I spotted this intriguing entry with regard to the Bear Stearns indictment and the duty of corporate counsel to employees:
[Defendant Tannin] raised the issue of whether to approach a lawyer regarding his doubts about the market. “Who do we talk to about this?” wrote Tannin in an e-mail, sent from his private account, to co-defendant Ralph Cioffi. “Outside counsel? (And here we have to be careful because our outside counsel is [Bear Stearns Asset Management’s counsel] NOT our counsel — This is another very big issue we at least need to think about.)”
He was right — if he had talked to Bear Stearns’ lawyer, they would not have told him what was in his best interest. They would have told him what was in the best interest of the company.
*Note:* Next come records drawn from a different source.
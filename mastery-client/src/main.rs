//! # Medicare Mastery Client
//!
//! Command-line driver for the client flow against a running API server.
//!
//! ## Usage
//!
//! ```bash
//! # Which view does a location render for the configured session?
//! cargo run -p mastery-client -- gate app.medicaremastery.app /
//!
//! # Where does the login view send this user once signed in?
//! cargo run -p mastery-client -- login --user-id <id> --access-token <token>
//!
//! # Enroll, then print the attributed checkout link
//! cargo run -p mastery-client -- enroll "Pat Doe" 555-0100
//! cargo run -p mastery-client -- checkout
//!
//! # Wait for the payment webhook like the success page does
//! cargo run -p mastery-client -- success
//! ```
//!
//! Session flags fall back to `MASTERY_USER_ID`, `MASTERY_ACCESS_TOKEN` and
//! `MASTERY_USER_EMAIL`.

mod cli;

use crate::cli::{Cli, Commands};

use mastery_client::{
    config::ClientConfig,
    enroll::{checkout_url, enroll},
    gate::{after_login, decide, GateConfig, GateDecision, GateInput},
    identity::{ManualIdentity, Session},
    navigator::LogNavigator,
    poller::{PollState, SuccessFlow},
    session::SessionContext,
    source::{AccountSource, HttpSource, NewEnrollment},
};
use std::sync::Arc;

use clap::Parser;
use tracing_subscriber::{layer::SubscriberExt, util::SubscriberInitExt};

#[tokio::main]
async fn main() -> anyhow::Result<()> {
    tracing_subscriber::registry()
        .with(
            tracing_subscriber::EnvFilter::try_from_default_env()
                .unwrap_or_else(|_| "mastery_client=info".into()),
        )
        .with(tracing_subscriber::fmt::layer())
        .init();

    // Session flags may come from .env
    dotenvy::dotenv().ok();
    let cli = Cli::parse();

    let config = ClientConfig::from_env()?;
    let session = cli.session.session();
    let source = Arc::new(HttpSource::new(config.api_url.clone()));

    let command = cli.command.unwrap_or(Commands::Gate {
        host: None,
        path: "/".to_string(),
    });

    match command {
        Commands::Gate { host, path } => {
            let host = host.unwrap_or_else(|| config.app_host.clone());

            let context = SessionContext::start(Arc::new(ManualIdentity::new(session)), source);
            let snapshot = context.loaded().await;
            let decision = decide(
                &config.gate(),
                &GateInput {
                    host: &host,
                    path: &path,
                    auth: snapshot.auth_state(),
                },
            );
            println!("{:?}", decision);
            context.shutdown().await;
        }
        Commands::Login => {
            let session = require_session(session)?;
            println!("{:?}", login(&config.gate(), source, session).await);
        }
        Commands::Enroll {
            full_name,
            phone,
            contact_email,
        } => {
            let session = require_session(session)?;

            let notice = enroll(
                source.as_ref(),
                &session,
                NewEnrollment {
                    email: contact_email,
                    full_name,
                    phone,
                },
            )
            .await;
            println!("{:?}", notice);
        }
        Commands::Checkout => {
            let session = require_session(session)?;
            println!("{}", checkout_url(&config.checkout_url, &session));
        }
        Commands::Success { host } => {
            let host = host.unwrap_or_else(|| config.app_host.clone());

            let Some(flow) = SuccessFlow::mount(
                session.as_ref(),
                source,
                Arc::new(LogNavigator),
                config.poller(&host),
            ) else {
                anyhow::bail!(NOT_SIGNED_IN);
            };

            match flow.finished().await {
                PollState::Verified { .. } => {
                    let mut countdown = flow.countdown();
                    while countdown.changed().await.is_ok() {
                        let value = *countdown.borrow_and_update();
                        match value {
                            Some(0) => break,
                            Some(n) => println!("Redirecting in {}...", n),
                            None => {}
                        }
                    }
                }
                PollState::Timeout { attempts } => {
                    println!("Payment not confirmed after {} checks.", attempts);
                    flow.continue_manually();
                }
                PollState::Processing { .. } => {}
            }

            flow.unmount().await;
        }
    }

    Ok(())
}

const NOT_SIGNED_IN: &str =
    "No signed-in user; pass --user-id and --access-token or set MASTERY_USER_ID and MASTERY_ACCESS_TOKEN";

fn require_session(session: Option<Session>) -> anyhow::Result<Session> {
    session.ok_or_else(|| anyhow::anyhow!(NOT_SIGNED_IN))
}

/// Signs `session` in, waits for its account and applies the login view's
/// post-sign-in rule.
async fn login(
    gate: &GateConfig,
    source: Arc<dyn AccountSource>,
    session: Session,
) -> GateDecision {
    let identity = Arc::new(ManualIdentity::default());
    let context = SessionContext::start(identity.clone(), source);
    let mut snapshots = context.subscribe();

    identity.sign_in(session);
    let has_access = match snapshots
        .wait_for(|snapshot| !snapshot.loading && snapshot.session.is_some())
        .await
    {
        Ok(snapshot) => snapshot.has_active_access(),
        Err(_) => false,
    };
    context.shutdown().await;

    after_login(gate, has_access)
}

#[cfg(test)]
mod tests {
    use super::*;
    use mastery_client::gate::View;
    use mastery_client::source::StoreSource;
    use mastery_shared::models::{EntitlementGrant, UserId};
    use mastery_shared::store::{AccountStore, InMemoryStore};

    fn session() -> Session {
        Session::new(UserId::from("u1"), None, "token")
    }

    #[tokio::test]
    async fn test_login_with_access_goes_to_app() {
        let store = Arc::new(InMemoryStore::new());
        store
            .upsert_entitlement(EntitlementGrant {
                user_id: UserId::from("u1"),
                stripe_payment_intent_id: None,
                stripe_customer_id: None,
            })
            .await
            .unwrap();
        let gate = GateConfig::default();

        let decision = login(&gate, Arc::new(StoreSource::new(store)), session()).await;

        assert_eq!(decision, GateDecision::Redirect(gate.app_url.clone()));
    }

    #[tokio::test]
    async fn test_login_without_access_shows_landing() {
        let store = Arc::new(InMemoryStore::new());

        let decision = login(
            &GateConfig::default(),
            Arc::new(StoreSource::new(store)),
            session(),
        )
        .await;

        assert_eq!(decision, GateDecision::Render(View::Landing));
    }

    #[test]
    fn test_missing_session_is_an_error() {
        let err = require_session(None).unwrap_err();
        assert!(err.to_string().contains("MASTERY_USER_ID"));
    }
}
More below the fold.
Let me quote the American Bar Associations’s Model Rule for Professional Conduct 1.13:
(a) A lawyer employed or retained by an organization represents the organization acting through its duly authorized constituents.
(b) If a lawyer for an organization knows that an officer, employee or other person associated with the organization is engaged in action, intends to act or refuses to act in a matter related to the representation that is a violation of a legal obligation to the organization, or a violation of law that reasonably might be imputed to the organization, and that is likely to result in substantial injury to the organization, then the lawyer shall proceed as is reasonably necessary in the best interest of the organization. …
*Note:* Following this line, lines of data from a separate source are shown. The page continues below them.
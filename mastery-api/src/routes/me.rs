/// Account endpoints for the signed-in user
///
/// # Endpoints
///
/// - `GET /v1/me` - Profile, enrollment and entitlement in one read
/// - `GET /v1/me/entitlement` - Active entitlement, 404 when there is none
/// - `POST /v1/me/enrollment` - Create profile and unpaid enrollment

use crate::{
    app::AppState,
    error::{ApiError, ApiResult},
};
use axum::{extract::State, http::StatusCode, Extension, Json};
use mastery_shared::{
    auth::middleware::AuthContext,
    models::{
        Account, CreateEnrollment, CreateProfile, EnrollOutcome, EnrollmentReceipt, Entitlement,
    },
};
use serde::Deserialize;
use validator::Validate;

/// Enrollment request
///
/// `email` falls back to the address in the session token.
#[derive(Debug, Deserialize, Validate)]
pub struct EnrollRequest {
    #[validate(email(message = "Invalid email format"))]
    pub email: Option<String>,

    #[validate(length(min = 1, max = 255, message = "Full name must be 1 to 255 characters"))]
    pub full_name: String,

    #[validate(length(min = 1, max = 64, message = "Phone must be 1 to 64 characters"))]
    pub phone: String,
}

/// `GET /v1/me`
pub async fn get_account(
    State(state): State<AppState>,
    Extension(auth): Extension<AuthContext>,
) -> ApiResult<Json<Account>> {
    let user_id = &auth.user_id;

    let (profile, enrollment, entitlement) = tokio::join!(
        state.store.find_profile(user_id),
        state.store.find_enrollment(user_id),
        state.store.find_entitlement(user_id),
    );

    Ok(Json(Account::new(
        user_id.clone(),
        profile?,
        enrollment?,
        entitlement?,
    )))
}

/// `GET /v1/me/entitlement`
///
/// Point read the post-purchase poller repeats until the webhook has landed.
pub async fn get_active_entitlement(
    State(state): State<AppState>,
    Extension(auth): Extension<AuthContext>,
) -> ApiResult<Json<Entitlement>> {
    state
        .store
        .find_active_entitlement(&auth.user_id)
        .await?
        .map(Json)
        .ok_or_else(|| ApiError::NotFound("No active entitlement".to_string()))
}

/// `POST /v1/me/enrollment`
///
/// # Responses
///
/// - `201 Created` with `{"status":"created","enrollment":{...}}`
/// - `200 OK` with `{"status":"already_enrolled","message":"..."}` on a repeat
/// - `400 Bad Request` when no email is available
/// - `422 Unprocessable Entity` on validation failure
pub async fn create_enrollment(
    State(state): State<AppState>,
    Extension(auth): Extension<AuthContext>,
    Json(req): Json<EnrollRequest>,
) -> ApiResult<(StatusCode, Json<EnrollmentReceipt>)> {
    req.validate()?;

    let email = req
        .email
        .or(auth.email)
        .ok_or_else(|| ApiError::BadRequest("Email is required".to_string()))?;

    state
        .store
        .ensure_profile(CreateProfile {
            id: auth.user_id.clone(),
            full_name: req.full_name,
            phone: req.phone,
        })
        .await?;

    let outcome = state
        .store
        .create_enrollment(CreateEnrollment::standard(auth.user_id.clone(), email))
        .await?;

    match outcome {
        EnrollOutcome::Created(enrollment) => {
            tracing::info!(user_id = %auth.user_id, enrollment_id = %enrollment.id, "Enrollment created");
            Ok((StatusCode::CREATED, Json(EnrollmentReceipt::Created { enrollment })))
        }
        EnrollOutcome::AlreadyEnrolled => {
            tracing::debug!(user_id = %auth.user_id, "User already enrolled");
            Ok((StatusCode::OK, Json(EnrollmentReceipt::already_enrolled())))
        }
    }
}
A company’s lawyer is just that: a lawyer for the company. Never believe that they will protect any confidences with you personally, because they don’t have any duty to represent employees individually.
Don’t they have to tell me that?
(f) In dealing with an organization’s directors, officers, employees, members, shareholders or other constituents, a lawyer shall explain the identity of the client when the lawyer knows or reasonably should know that the organization’s interests are adverse to those of the constituents with whom the lawyer is dealing.
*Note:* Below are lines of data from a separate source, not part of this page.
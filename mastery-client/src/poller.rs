/// Post-checkout entitlement poller
///
/// After the hosted checkout sends the buyer back, the payment webhook may
/// not have written the entitlement yet. The success flow polls for it at a
/// fixed interval and ends in one of two terminal states:
///
/// ```text
/// Processing { attempts } ──found──────────────▶ Verified { attempts }
///         │                                            │
///         └──attempts == max_attempts──▶ Timeout       └─▶ countdown ─▶ redirect
/// ```
///
/// A failed read counts as one attempt, the same as a read that found
/// nothing, and never ends polling early. Everything the flow spawns is tied
/// to one `CancellationToken`; unmounting or dropping the flow cancels it,
/// and a read that resolves afterwards is discarded.
///
/// # Example
///
/// ```no_run
/// use mastery_client::identity::Session;
/// use mastery_client::navigator::LogNavigator;
/// use mastery_client::poller::{PollState, PollerConfig, SuccessFlow};
/// use mastery_client::source::StoreSource;
/// use mastery_shared::{models::UserId, store::InMemoryStore};
/// use std::sync::Arc;
///
/// # async fn example() {
/// let session = Session::new(UserId::from("u1"), None, "token");
/// let source = Arc::new(StoreSource::new(Arc::new(InMemoryStore::new())));
///
/// let flow = SuccessFlow::mount(Some(&session), source, Arc::new(LogNavigator), PollerConfig::default())
///     .expect("signed in");
///
/// if let PollState::Timeout { .. } = flow.finished().await {
///     flow.continue_manually();
/// }
/// # }
/// ```

use crate::countdown::Countdown;
use crate::identity::Session;
use crate::navigator::Navigator;
use crate::source::AccountSource;
use std::sync::atomic::{AtomicBool, Ordering};
use std::sync::Arc;
use std::time::Duration;
use tokio::sync::watch;
use tokio::task::JoinHandle;
use tokio::time::sleep;
use tokio_util::sync::CancellationToken;

/// Time between entitlement reads
pub const DEFAULT_POLL_INTERVAL: Duration = Duration::from_secs(2);

/// Reads before giving up (about a minute at the default interval)
pub const DEFAULT_MAX_ATTEMPTS: u32 = 30;

#[derive(Debug, Clone)]
pub struct PollerConfig {
    pub interval: Duration,

    pub max_attempts: u32,

    pub countdown: Countdown,

    /// Post-purchase location, used by the countdown and the manual continue
    pub redirect_to: String,
}

impl Default for PollerConfig {
    fn default() -> Self {
        Self {
            interval: DEFAULT_POLL_INTERVAL,
            max_attempts: DEFAULT_MAX_ATTEMPTS,
            countdown: Countdown::default(),
            redirect_to: "/".to_string(),
        }
    }
}

/// Poller state; `attempts` is the number of reads performed so far
#[derive(Debug, Clone, Copy, PartialEq, Eq)]
pub enum PollState {
    Processing { attempts: u32 },
    Verified { attempts: u32 },
    Timeout { attempts: u32 },
}

impl PollState {
    pub fn attempts(&self) -> u32 {
        match *self {
            PollState::Processing { attempts }
            | PollState::Verified { attempts }
            | PollState::Timeout { attempts } => attempts,
        }
    }

    pub fn is_terminal(&self) -> bool {
        !matches!(self, PollState::Processing { .. })
    }
}

/// One mounted success page
pub struct SuccessFlow {
    state: watch::Receiver<PollState>,
    countdown: watch::Receiver<Option<u32>>,
    navigator: Arc<dyn Navigator>,
    redirect_to: String,
    continued: AtomicBool,
    cancel: CancellationToken,
    handle: Option<JoinHandle<()>>,
}

impl SuccessFlow {
    /// Starts polling for `session`'s entitlement.
    ///
    /// Returns `None` without polling when nobody is signed in; the success
    /// page is only reachable after sign-in, so that case is logged as an
    /// anomaly.
    pub fn mount(
        session: Option<&Session>,
        source: Arc<dyn AccountSource>,
        navigator: Arc<dyn Navigator>,
        config: PollerConfig,
    ) -> Option<Self> {
        let Some(session) = session else {
            tracing::error!("Success page mounted without a signed-in user; not polling");
            return None;
        };

        let (state_tx, state) = watch::channel(PollState::Processing { attempts: 0 });
        let (countdown_tx, countdown) = watch::channel(None);
        let cancel = CancellationToken::new();
        let redirect_to = config.redirect_to.clone();

        tracing::info!(
            user_id = %session.user.id,
            interval_ms = config.interval.as_millis() as u64,
            max_attempts = config.max_attempts,
            "Waiting for entitlement"
        );

        let handle = tokio::spawn(poll(
            session.clone(),
            source,
            navigator.clone(),
            config,
            state_tx,
            countdown_tx,
            cancel.clone(),
        ));

        Some(Self {
            state,
            countdown,
            navigator,
            redirect_to,
            continued: AtomicBool::new(false),
            cancel,
            handle: Some(handle),
        })
    }

    pub fn state(&self) -> PollState {
        *self.state.borrow()
    }

    pub fn subscribe(&self) -> watch::Receiver<PollState> {
        self.state.clone()
    }

    /// Countdown value once verified; `None` before that.
    pub fn countdown(&self) -> watch::Receiver<Option<u32>> {
        self.countdown.clone()
    }

    /// Waits for `Verified` or `Timeout`.
    pub async fn finished(&self) -> PollState {
        let mut rx = self.state.clone();
        if let Ok(state) = rx.wait_for(PollState::is_terminal).await {
            return *state;
        }
        // Poller stopped; the last value is final
        self.state()
    }

    /// Manual continue offered by the timeout view.
    ///
    /// Navigates once to the post-purchase location; returns `false` when
    /// not timed out or already continued.
    pub fn continue_manually(&self) -> bool {
        if !matches!(self.state(), PollState::Timeout { .. }) {
            return false;
        }
        if self.continued.swap(true, Ordering::SeqCst) {
            return false;
        }

        tracing::info!(location = %self.redirect_to, "Continuing after entitlement timeout");
        self.navigator.redirect(&self.redirect_to);
        true
    }

    /// Tears the flow down and waits for the poll task to exit.
    pub async fn unmount(mut self) {
        self.cancel.cancel();
        if let Some(handle) = self.handle.take() {
            if let Err(e) = handle.await {
                tracing::warn!(error = %e, "Entitlement poller ended abnormally");
            }
        }
    }
}

impl Drop for SuccessFlow {
    fn drop(&mut self) {
        self.cancel.cancel();
    }
}

async fn poll(
    session: Session,
    source: Arc<dyn AccountSource>,
    navigator: Arc<dyn Navigator>,
    config: PollerConfig,
    state: watch::Sender<PollState>,
    countdown: watch::Sender<Option<u32>>,
    cancel: CancellationToken,
) {
    let user_id = &session.user.id;
    let mut attempts = 0;

    loop {
        tokio::select! {
            _ = cancel.cancelled() => return,
            _ = sleep(config.interval) => {}
        }

        let result = tokio::select! {
            _ = cancel.cancelled() => return,
            result = source.active_entitlement(&session) => result,
        };

        // Torn down while the read was in flight
        if cancel.is_cancelled() {
            return;
        }

        attempts += 1;

        match result {
            Ok(Some(entitlement)) => {
                tracing::info!(
                    user_id = %user_id,
                    entitlement_id = %entitlement.id,
                    attempts,
                    "Entitlement verified"
                );
                state.send_replace(PollState::Verified { attempts });

                config.countdown.start(
                    countdown,
                    navigator,
                    config.redirect_to.clone(),
                    cancel.child_token(),
                );
                return;
            }
            Ok(None) => {
                tracing::debug!(user_id = %user_id, attempts, "Entitlement not found yet");
            }
            Err(e) => {
                tracing::warn!(user_id = %user_id, attempts, error = %e, "Entitlement read failed");
            }
        }

        if attempts >= config.max_attempts {
            tracing::warn!(user_id = %user_id, attempts, "Gave up waiting for entitlement");
            state.send_replace(PollState::Timeout { attempts });
            return;
        }

        state.send_replace(PollState::Processing { attempts });
    }
}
Note how it doesn’t say "if the employee was confused, the attorney must keep what they learned confidential," because the attorney doesn’t have to. Frequently, the attorney — regardless of what they really thought — can later claim they did not know the employee’s interests were "adverse" until after they learned something damaging about the employee, which they were then duty bound to report to the organization.
When talking with them, will they tell you when they think you’ve transcended some line imperiling your own legal interests, making you liable for criminal fraud? Probably not. Will they tell you when they think you’ve said something that you probably don’t want the rest of the company to know? Probably not.